3. Experiment and Results

3.1. Data Preparation

3.1.1. Establishment of the Dataset

Based on the introduction of the EM physical analysis model and the GCN model, it is evident that the task of building a dataset is to obtain the corresponding graph data of the interconnect model. As mentioned earlier, the interconnect model consists of metallic interconnects with multiple nodes and branches, which is the primary focus of Korhonen’s equation. The interconnection model studied in this paper primarily involves copper interconnections. We need to obtain the ground truth values from the FEM solver to serve as part of the graph data for training the model.

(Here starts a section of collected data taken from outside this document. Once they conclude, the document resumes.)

async fn apply_purchase(
    txn: &DatabaseTransaction,
    settings: &MarketSettings,
    ad_id: i64,
    buyer: &Actor,
    today: NaiveDate,
    idempotency_key: Option<String>,
) -> Result<advertisement::Model> {
    let ad = get_active_advertisement(txn, ad_id).await?;
    let vehicle = catalog::get_active_vehicle(txn, ad.vehicle_id).await?;
    user::get_active_user(txn, buyer.id).await?;

    let status = rules::parse_status(&ad)?;
    rules::ensure_purchasable(&ad, status, buyer.id)?;
    if settings.purchase_requires_active && rules::is_expired(status, ad.expiration_date, today) {
        return Err(Error::conflict("advertisement has expired"));
    }

    let updated = Advertisement::update_many()
        .col_expr(
            advertisement::Column::Status,
            Expr::value(AdStatus::Sold.as_str()),
        )
        .col_expr(advertisement::Column::BuyerId, Expr::value(buyer.id))
        .col_expr(advertisement::Column::SaleDate, Expr::value(today))
        .col_expr(advertisement::Column::UpdatedAt, Expr::value(Utc::now()))
        .filter(advertisement::Column::Id.eq(ad_id))
        .filter(advertisement::Column::Status.ne(AdStatus::Sold.as_str()))
        .filter(advertisement::Column::BuyerId.is_null())
        .filter(advertisement::Column::DeletedAt.is_null())
        .exec(txn)
        .await?;
    if updated.rows_affected == 0 {
        return Err(Error::conflict("advertisement is already sold"));
    }

    ledger::record_payment(
        txn,
        NewPayment {
            payer_id: buyer.id,
            payee_id: ad.seller_id,
            advertisement_id: Some(ad_id),
            amount_cents: vehicle.price_cents,
            payment_type: PaymentType::Purchase,
            idempotency_key,
        },
    )
    .await?;

    get_active_advertisement(txn, ad_id).await
}

/// Re-reads an advertisement once any competing writer has finished.
///
/// The read runs in a fresh transaction that opens with a no-op write, so it waits on
/// the write lock (up to the pool's busy timeout) and then sees the committed row.
async fn reload_after_writers(
    db: &DatabaseConnection,
    ad_id: i64,
) -> Result<Option<advertisement::Model>> {
    let txn = db.begin().await?;
    let outcome = lock_and_read(&txn, ad_id).await;
    finish(txn, outcome).await
}

async fn lock_and_read(
    txn: &DatabaseTransaction,
    ad_id: i64,
) -> Result<Option<advertisement::Model>> {
    Advertisement::update_many()
        .col_expr(
            advertisement::Column::UpdatedAt,
            SimpleExpr::from(Expr::col(advertisement::Column::UpdatedAt)),
        )
        .filter(advertisement::Column::Id.eq(ad_id))
        .exec(txn)
        .await?;
    Ok(Advertisement::find_by_id(ad_id).one(txn).await?)
}

/// Classifies a store failure during a feature after the rollback.
///
/// A lock or snapshot error caused by a competing transition that has since
/// committed becomes a `Conflict`; anything else stays a `Persistence` error.
async fn explain_failed_feature(db: &DatabaseConnection, ad_id: i64, cause: DbErr) -> Error {
    let current = reload_after_writers(db, ad_id)
        .await
        .ok()
        .flatten()
        .and_then(|ad| rules::parse_status(&ad).ok());
    match current {
        Some(AdStatus::Featured) => {
            warn!("Feature of advertisement {ad_id} lost to a concurrent feature");
            Error::conflict("advertisement is already featured")
        }
        Some(AdStatus::Sold) => {
            warn!("Feature of advertisement {ad_id} lost to a concurrent sale");
            Error::conflict("advertisement is already sold")
        }
        _ => {
            error!("Feature of advertisement {ad_id} rolled back: {cause}");
            Error::Persistence(cause)
        }
    }
}

/// Classifies a store failure during a purchase after the rollback.
///
/// When another buyer committed first the store may report a lock or snapshot error
/// instead of zero affected rows; that loser still gets a `Conflict`.
async fn explain_failed_purchase(db: &DatabaseConnection, ad_id: i64, cause: &DbErr) -> Error {
    match reload_after_writers(db, ad_id).await {
        Ok(Some(ad)) if ad.buyer_id.is_some() => {
            warn!("Purchase of advertisement {ad_id} lost to buyer {:?}", ad.buyer_id);
            Error::conflict("advertisement is already sold")
        }
        _ => {
            error!("Purchase of advertisement {ad_id} rolled back: {cause}");
            Error::Transaction {
                message: cause.to_string(),
            }
        }
    }
}

/// Withdraws a listing: soft-deletes the advertisement and its vehicle.
///
/// # Errors
/// `NotFound` if already withdrawn, `Authorization` unless seller or administrator,
/// `Conflict` once sold (sold listings are part of the sales record).
#[instrument(skip(db), fields(actor_id = actor.id))]
pub async fn withdraw_listing(
    db: &DatabaseConnection,
    ad_id: i64,
    actor: &Actor,
) -> Result<advertisement::Model> {
    let txn = db.begin().await?;
    let outcome = apply_withdraw(&txn, ad_id, actor).await;
    let withdrawn = finish(txn, outcome).await?;

    info!("Advertisement {ad_id} withdrawn by user {}", actor.id);
    Ok(withdrawn)
}

async fn apply_withdraw(
    txn: &DatabaseTransaction,
    ad_id: i64,
    actor: &Actor,
) -> Result<advertisement::Model> {
    let ad = get_active_advertisement(txn, ad_id).await?;
    rules::ensure_seller_or_admin(&ad, actor)?;
    if rules::parse_status(&ad)? == AdStatus::Sold {
        return Err(Error::conflict("cannot withdraw a sold advertisement"));
    }

    let now = Utc::now();
    let updated = Advertisement::update_many()
        .col_expr(advertisement::Column::DeletedAt, Expr::value(now))
        .col_expr(advertisement::Column::UpdatedAt, Expr::value(now))
        .filter(advertisement::Column::Id.eq(ad_id))
        .filter(advertisement::Column::Status.ne(AdStatus::Sold.as_str()))
        .filter(advertisement::Column::DeletedAt.is_null())
        .exec(txn)
        .await?;
    if updated.rows_affected == 0 {
        return Err(Error::conflict("advertisement changed while withdrawing"));
    }

    Vehicle::update_many()
        .col_expr(vehicle::Column::DeletedAt, Expr::value(now))
        .col_expr(vehicle::Column::UpdatedAt, Expr::value(now))
        .filter(vehicle::Column::Id.eq(ad.vehicle_id))
        .exec(txn)
        .await?;

    Advertisement::find_by_id(ad_id)
        .one(txn)
        .await?
        .ok_or(Error::NotFound {
            entity: "advertisement",
            id: ad_id,
        })
}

Initially, we can construct a model of an interconnect branch in commercial finite element physical software (COMSOL Multiphysics 5.5) and derive the stress based on the partial differential equation. The physical parameters used can be seen in Table 1, along with the input variables and output variables for the model, which are shown in Table 2.

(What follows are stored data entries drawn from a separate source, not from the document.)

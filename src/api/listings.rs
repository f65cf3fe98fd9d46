//! Listing handlers: lifecycle transitions and listing queries.

use super::{
    AppState,
    actor::{CurrentActor, OptionalActor, idempotency_key},
};
use crate::{
    core::{
        listing::{self, CreatedListing},
        query::{self, ListingView, Page},
        vehicle::VehicleDraft,
    },
    entities::advertisement,
    errors::Result,
};
use axum::{
    Json,
    extract::{Path, Query, State},
    http::{HeaderMap, StatusCode},
};
use chrono::{NaiveDate, Utc};

fn today() -> NaiveDate {
    Utc::now().date_naive()
}

/// `POST /listings`
pub async fn create(
    State(state): State<AppState>,
    CurrentActor(actor): CurrentActor,
    Json(draft): Json<VehicleDraft>,
) -> Result<(StatusCode, Json<CreatedListing>)> {
    let created = listing::create_listing(&state.db, &state.settings, draft, actor.id).await?;
    Ok((StatusCode::CREATED, Json(created)))
}

/// `POST /listings/:id/feature`
pub async fn feature(
    State(state): State<AppState>,
    CurrentActor(actor): CurrentActor,
    Path(ad_id): Path<i64>,
    headers: HeaderMap,
) -> Result<Json<advertisement::Model>> {
    let key = idempotency_key(&headers);
    listing::feature_listing(&state.db, &state.settings, ad_id, &actor, key)
        .await
        .map(Json)
}

/// `POST /listings/:id/purchase`
pub async fn purchase(
    State(state): State<AppState>,
    CurrentActor(actor): CurrentActor,
    Path(ad_id): Path<i64>,
    headers: HeaderMap,
) -> Result<Json<advertisement::Model>> {
    let key = idempotency_key(&headers);
    listing::purchase_listing(&state.db, &state.settings, ad_id, &actor, key)
        .await
        .map(Json)
}

/// `DELETE /listings/:id`
pub async fn withdraw(
    State(state): State<AppState>,
    CurrentActor(actor): CurrentActor,
    Path(ad_id): Path<i64>,
) -> Result<Json<advertisement::Model>> {
    listing::withdraw_listing(&state.db, ad_id, &actor)
        .await
        .map(Json)
}

/// `GET /listings/:id`. Anonymous callers only see open listings.
pub async fn get_listing(
    State(state): State<AppState>,
    OptionalActor(viewer): OptionalActor,
    Path(ad_id): Path<i64>,
) -> Result<Json<ListingView>> {
    query::get_listing(&state.db, ad_id, viewer.as_ref(), today())
        .await
        .map(Json)
}

/// `GET /listings/:id/detail`
pub async fn get_detail(
    State(state): State<AppState>,
    CurrentActor(actor): CurrentActor,
    Path(ad_id): Path<i64>,
) -> Result<Json<ListingView>> {
    query::get_listing_detail(&state.db, ad_id, &actor, today())
        .await
        .map(Json)
}

/// `GET /listings/:id/sold`
pub async fn get_sold_detail(
    State(state): State<AppState>,
    CurrentActor(actor): CurrentActor,
    Path(ad_id): Path<i64>,
) -> Result<Json<ListingView>> {
    query::get_sold_detail(&state.db, ad_id, &actor, today())
        .await
        .map(Json)
}

/// `GET /listings`
pub async fn list_active(
    State(state): State<AppState>,
    Query(page): Query<Page>,
) -> Result<Json<Vec<ListingView>>> {
    query::list_active(&state.db, page, today()).await.map(Json)
}

/// `GET /listings/featured`
pub async fn list_featured(
    State(state): State<AppState>,
    Query(page): Query<Page>,
) -> Result<Json<Vec<ListingView>>> {
    query::list_featured(&state.db, page, today()).await.map(Json)
}

/// `GET /listings/sold`
pub async fn list_sold(
    State(state): State<AppState>,
    Query(page): Query<Page>,
) -> Result<Json<Vec<ListingView>>> {
    query::list_sold(&state.db, page, today()).await.map(Json)
}

/// `GET /listings/mine`
pub async fn list_mine(
    State(state): State<AppState>,
    CurrentActor(actor): CurrentActor,
    Query(page): Query<Page>,
) -> Result<Json<Vec<ListingView>>> {
    query::list_mine(&state.db, &actor, page, today())
        .await
        .map(Json)
}

/// `GET /listings/mine/sold`
pub async fn list_my_sold(
    State(state): State<AppState>,
    CurrentActor(actor): CurrentActor,
    Query(page): Query<Page>,
) -> Result<Json<Vec<ListingView>>> {
    query::list_my_sold(&state.db, &actor, page, today())
        .await
        .map(Json)
}

/// `GET /listings/purchased`
pub async fn list_purchased(
    State(state): State<AppState>,
    CurrentActor(actor): CurrentActor,
    Query(page): Query<Page>,
) -> Result<Json<Vec<ListingView>>> {
    query::list_purchased(&state.db, &actor, page, today())
        .await
        .map(Json)
}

Under the given parameters, we need to analyze the hydrostatic stress distribution of interconnects using FEM solver. As described earlier, we first set the global definitions for the model and import the interconnects into an FEM solver based on their sizes and structures. Next, we need to add equations to the model, as the FEM solver does not have built-in physical fields that can be directly applied to our task. Therefore, we utilize the general coefficient-form PDE module for the calculations. As shown in Figure 5, by comparing the coefficients from Korhonen’s equation with those in the coefficient-form PDE, we can match the coefficients in Korhonen’s equation to the corresponding parameters in the FEM solver. After comparing the coefficients, the equation input into the FEM solver is as follows:

e_{a} \frac{\partial^{2} u}{\partial t^{2}} + d_{a} \frac{\partial u}{\partial t} + \nabla \cdot (- c \nabla u - α u + γ) + β \cdot \nabla u + a u = f \nabla = [\frac{\partial}{\partial x}, \frac{\partial}{\partial y}, \frac{\partial}{\partial z}] c = \frac{D_{a} B Ω}{k_{B} T} α = 0 f = 0 e_{a} = 0 d_{a} = 1 a = 0 β = 0 γ = - \frac{c e Z ρ j}{Ω}

(9)

Based on the current density in different branches, we can obtain various coefficients that correspond to the coefficients in their respective branch equations, allowing us to solve them using the FEM solver. Figure 6 illustrates the hydrostatic stress distribution of a multi-branch interconnect obtained using the FEM solver:

It can be observed that under the given conditions, the variables that affect the hydrostatic stress distribution of the interconnect are the current density J, the length of the interconnect L, the width of the interconnect W and the structure of the interconnect itself. Because in practical applications, the hydrostatic stress generated by the EM effect is mainly used to analyze and optimize the structure at the circuit vias(that is, the node in the graph structure), to simplify the problem, we set the output as the hydrostatic stress at each node. Hence, we can obtain the input and output of the model from the FEM solver.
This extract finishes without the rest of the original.